Supplied material section start

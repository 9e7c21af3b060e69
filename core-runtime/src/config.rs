//! # Client Configuration Module
//!
//! Provides configuration management for the playback client.
//!
//! ## Overview
//!
//! The configuration system uses a builder pattern to construct a
//! [`ClientConfig`]. Settings can be layered: defaults, then an optional TOML
//! file, then explicit builder calls (the command line). Validation is
//! fail-fast and every error message says which setting to fix.
//!
//! ## Device Identity
//!
//! The device identifier (the ANF) addresses this device's room on the
//! control server. When it is not set directly it is read from a JSON
//! identity file (`/boot/pharmacy.json` by default):
//!
//! ```json
//! { "ANF": "01234" }
//! ```
//!
//! ## Usage
//!
//! ```ignore
//! use core_runtime::config::{ClientConfig, FileConfig};
//!
//! let file = FileConfig::load("/etc/piradio.toml")?;
//! let config = ClientConfig::builder()
//!     .with_file_config(file)
//!     .device_id("01234")
//!     .build()?;
//! ```
//!
//! ## File Format
//!
//! ```toml
//! device_id = "01234"
//!
//! [remote]
//! server_url = "https://control.example.org"
//! socket_path = "/piradio"
//! reconnect_interval_secs = 5
//!
//! [cache]
//! root = "/var/cache/piradio"
//! budget_bytes = 5000000000
//! retention = "calendar_month"
//!
//! [player]
//! backend = "file"
//! watchdog_interval_secs = 15
//! ```

use crate::error::{Error, Result};
use bridge_traits::playback::BackendKind;
use serde::{Deserialize, Deserializer, Serialize};
use std::path::{Path, PathBuf};
use std::time::Duration;

pub const DEFAULT_SERVER_URL: &str = "https://servicos.maisfarmacia.org";
pub const DEFAULT_SOCKET_PATH: &str = "/piradio";
pub const DEFAULT_IDENTITY_PATH: &str = "/boot/pharmacy.json";
pub const DEFAULT_CACHE_BUDGET_BYTES: u64 = 5_000_000_000;

/// Fully resolved client configuration.
#[derive(Debug, Clone, PartialEq)]
pub struct ClientConfig {
    /// Device identifier (ANF)
    pub device_id: String,

    /// Connection to the control server
    pub remote: RemoteSettings,

    /// Offline cache
    pub cache: CacheSettings,

    /// Player backend selection and timers
    pub player: PlayerSettings,

    /// Output gain rule
    pub mixer: MixerSettings,
}

impl ClientConfig {
    /// Start building a configuration from defaults.
    pub fn builder() -> ClientConfigBuilder {
        ClientConfigBuilder::default()
    }

    /// Validate every section.
    pub fn validate(&self) -> Result<()> {
        if self.device_id.trim().is_empty() {
            return Err(Error::Config(
                "device_id cannot be empty. Set it explicitly or provide an identity \
                 file with an ANF field"
                    .to_string(),
            ));
        }
        self.remote.validate()?;
        self.cache.validate()?;
        self.player.validate()?;
        self.mixer.validate()?;
        Ok(())
    }
}

/// Control server connection settings.
#[derive(Debug, Clone, PartialEq, Eq, Serialize, Deserialize)]
#[serde(default, deny_unknown_fields)]
pub struct RemoteSettings {
    /// Base URL of the control server (http, https, ws or wss)
    pub server_url: String,

    /// Path the Socket.IO endpoint is mounted on
    pub socket_path: String,

    /// Delay between reconnect attempts while disconnected (default: 5s)
    #[serde(rename = "reconnect_interval_secs", with = "duration_secs")]
    pub reconnect_interval: Duration,
}

impl Default for RemoteSettings {
    fn default() -> Self {
        Self {
            server_url: DEFAULT_SERVER_URL.to_string(),
            socket_path: DEFAULT_SOCKET_PATH.to_string(),
            reconnect_interval: Duration::from_secs(5),
        }
    }
}

impl RemoteSettings {
    fn validate(&self) -> Result<()> {
        let scheme_ok = ["http://", "https://", "ws://", "wss://"]
            .iter()
            .any(|scheme| self.server_url.starts_with(scheme));
        if !scheme_ok {
            return Err(Error::Config(format!(
                "remote.server_url '{}' must start with http://, https://, ws:// or wss://",
                self.server_url
            )));
        }
        if !self.socket_path.starts_with('/') {
            return Err(Error::Config(format!(
                "remote.socket_path '{}' must start with '/'",
                self.socket_path
            )));
        }
        if self.reconnect_interval.is_zero() {
            return Err(Error::Config(
                "remote.reconnect_interval_secs must be greater than 0".to_string(),
            ));
        }
        Ok(())
    }
}

/// How old a cached file may get before the startup sweep removes it.
#[derive(Debug, Clone, Copy, PartialEq, Eq, Serialize, Deserialize)]
#[serde(rename_all = "snake_case")]
pub enum RetentionSetting {
    /// Remove files born in an earlier calendar month than the current one.
    CalendarMonth,
    /// Remove files older than this many days.
    MaxAgeDays(u32),
}

/// Offline cache settings.
#[derive(Debug, Clone, PartialEq, Eq, Serialize, Deserialize)]
#[serde(default, deny_unknown_fields)]
pub struct CacheSettings {
    /// Cache root directory
    pub root: PathBuf,

    /// No new download starts once the cache holds this many bytes (default: 5GB)
    pub budget_bytes: u64,

    /// Clear the whole cache at startup when it holds more than this
    pub hard_ceiling_bytes: Option<u64>,

    /// Index of the URL path segment used as the group directory
    pub group_segment: usize,

    /// Retention rule applied by the startup sweep
    pub retention: RetentionSetting,

    /// Redirects followed per download (default: 1)
    pub max_redirects: usize,

    /// Upper bound for a single download (default: 600s)
    #[serde(rename = "download_timeout_secs", with = "duration_secs")]
    pub download_timeout: Duration,
}

impl Default for CacheSettings {
    fn default() -> Self {
        Self {
            root: PathBuf::from("../cache"),
            budget_bytes: DEFAULT_CACHE_BUDGET_BYTES,
            hard_ceiling_bytes: None,
            group_segment: 1,
            retention: RetentionSetting::CalendarMonth,
            max_redirects: 1,
            download_timeout: Duration::from_secs(600),
        }
    }
}
//! Cache configuration and retention policy

use chrono::{DateTime, Datelike, Local, Utc};
use core_runtime::config::{CacheSettings, RetentionSetting, DEFAULT_CACHE_BUDGET_BYTES};
use std::path::PathBuf;
use std::time::Duration;

/// Configuration for the offline cache.
#[derive(Debug, Clone)]
pub struct CacheConfig {
    /// Root directory holding one sub-directory per group
    pub root: PathBuf,

    /// No new download starts once the cache holds this many bytes (default: 5GB)
    pub budget_bytes: u64,

    /// Startup sweep clears everything when the cache holds more than this
    pub hard_ceiling_bytes: Option<u64>,

    /// Index of the URL path segment naming the group directory (default: 1)
    pub group_segment: usize,

    /// Retention rule applied by the startup sweep
    pub retention: RetentionPolicy,

    /// Upper bound for a single download (default: 600s)
    pub download_timeout: Duration,
}

impl Default for CacheConfig {
    fn default() -> Self {
        Self {
            root: PathBuf::from("../cache"),
            budget_bytes: DEFAULT_CACHE_BUDGET_BYTES,
            hard_ceiling_bytes: None,
            group_segment: 1,
            retention: RetentionPolicy::CalendarMonth,
            download_timeout: Duration::from_secs(600),
        }
    }
}

impl CacheConfig {
    pub fn new(root: impl Into<PathBuf>) -> Self {
        Self {
            root: root.into(),
            ..Self::default()
        }
    }

    /// Set the download budget.
    pub fn with_budget(mut self, bytes: u64) -> Self {
        self.budget_bytes = bytes;
        self
    }

    /// Set the sweep's hard ceiling.
    pub fn with_hard_ceiling(mut self, bytes: Option<u64>) -> Self {
        self.hard_ceiling_bytes = bytes;
        self
    }

    /// Set the retention policy.
    pub fn with_retention(mut self, retention: RetentionPolicy) -> Self {
        self.retention = retention;
        self
    }

    /// Set the group segment index.
    pub fn with_group_segment(mut self, index: usize) -> Self {
        self.group_segment = index;
        self
    }

    /// Set download timeout.
    pub fn with_download_timeout(mut self, timeout: Duration) -> Self {
        self.download_timeout = timeout;
        self
    }
}

impl From<&CacheSettings> for CacheConfig {
    fn from(settings: &CacheSettings) -> Self {
        Self {
            root: settings.root.clone(),
            budget_bytes: settings.budget_bytes,
            hard_ceiling_bytes: settings.hard_ceiling_bytes,
            group_segment: settings.group_segment,
            retention: settings.retention.into(),
            download_timeout: settings.download_timeout,
        }
    }
}

/// When the startup sweep considers a cached file expired.
#[derive(Debug, Clone, Copy, PartialEq, Eq)]
pub enum RetentionPolicy {
    /// Expire files born in an earlier calendar month (device local time).
    CalendarMonth,
    /// Expire files older than this.
    MaxAge(Duration),
}

impl RetentionPolicy {
    pub fn is_expired(&self, born: DateTime<Utc>, now: DateTime<Utc>) -> bool {
        match self {
            RetentionPolicy::CalendarMonth => {
                month_index(now.with_timezone(&Local)) > month_index(born.with_timezone(&Local))
            }
            RetentionPolicy::MaxAge(max_age) => (now - born)
                .to_std()
                .map(|age| age > *max_age)
                .unwrap_or(false),
        }
    }

    /// Returns a human-readable description of the policy.
    pub fn description(&self) -> String {
        match self {
            RetentionPolicy::CalendarMonth => "files from earlier calendar months".to_string(),
            RetentionPolicy::MaxAge(age) => {
                format!("files older than {} days", age.as_secs() / 86_400)
            }
        }
    }
}

impl From<RetentionSetting> for RetentionPolicy {
    fn from(setting: RetentionSetting) -> Self {
        match setting {
            RetentionSetting::CalendarMonth => RetentionPolicy::CalendarMonth,
            RetentionSetting::MaxAgeDays(days) => {
                RetentionPolicy::MaxAge(Duration::from_secs(u64::from(days) * 86_400))
            }
        }
    }
}

// Months since year 0, so December -> January counts as a change.
fn month_index<Tz: chrono::TimeZone>(at: DateTime<Tz>) -> i64 {
    i64::from(at.year()) * 12 + i64::from(at.month0())
}

#[cfg(test)]
mod tests {
    use super::*;
    use chrono::TimeZone;

    fn utc(y: i32, m: u32, d: u32) -> DateTime<Utc> {
        Utc.with_ymd_and_hms(y, m, d, 12, 0, 0).unwrap()
    }

    #[test]
    fn test_calendar_month_rule() {
        let policy = RetentionPolicy::CalendarMonth;
        assert!(!policy.is_expired(utc(2024, 3, 2), utc(2024, 3, 28)));
        assert!(policy.is_expired(utc(2024, 2, 27), utc(2024, 3, 2)));
    }

    #[test]
    fn test_calendar_month_rule_across_year_boundary() {
        let policy = RetentionPolicy::CalendarMonth;
        assert!(policy.is_expired(utc(2023, 12, 15), utc(2024, 1, 15)));
        assert!(policy.is_expired(utc(2023, 1, 15), utc(2024, 1, 15)));
    }

    #[test]
    fn test_max_age_rule() {
        let policy = RetentionPolicy::from(RetentionSetting::MaxAgeDays(30));
        assert!(!policy.is_expired(utc(2024, 3, 1), utc(2024, 3, 20)));
        assert!(policy.is_expired(utc(2024, 1, 1), utc(2024, 3, 20)));
        // Clock skew: a file from the future never expires.
        assert!(!policy.is_expired(utc(2024, 4, 1), utc(2024, 3, 20)));
    }

    #[test]
    fn test_config_from_settings() {
        let settings = CacheSettings {
            budget_bytes: 1_000,
            hard_ceiling_bytes: Some(2_000),
            ..CacheSettings::default()
        };
        let config = CacheConfig::from(&settings);
        assert_eq!(config.budget_bytes, 1_000);
        assert_eq!(config.hard_ceiling_bytes, Some(2_000));
        assert_eq!(config.group_segment, 1);
        assert_eq!(config.retention, RetentionPolicy::CalendarMonth);
    }
}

Supplied material section end

**Task instructions:** Identify the lines above that contain the word "Some", then copy them.

**Finished exercise:**
            hard_ceiling_bytes: Some(2_000),
        assert_eq!(config.hard_ceiling_bytes, Some(2_000));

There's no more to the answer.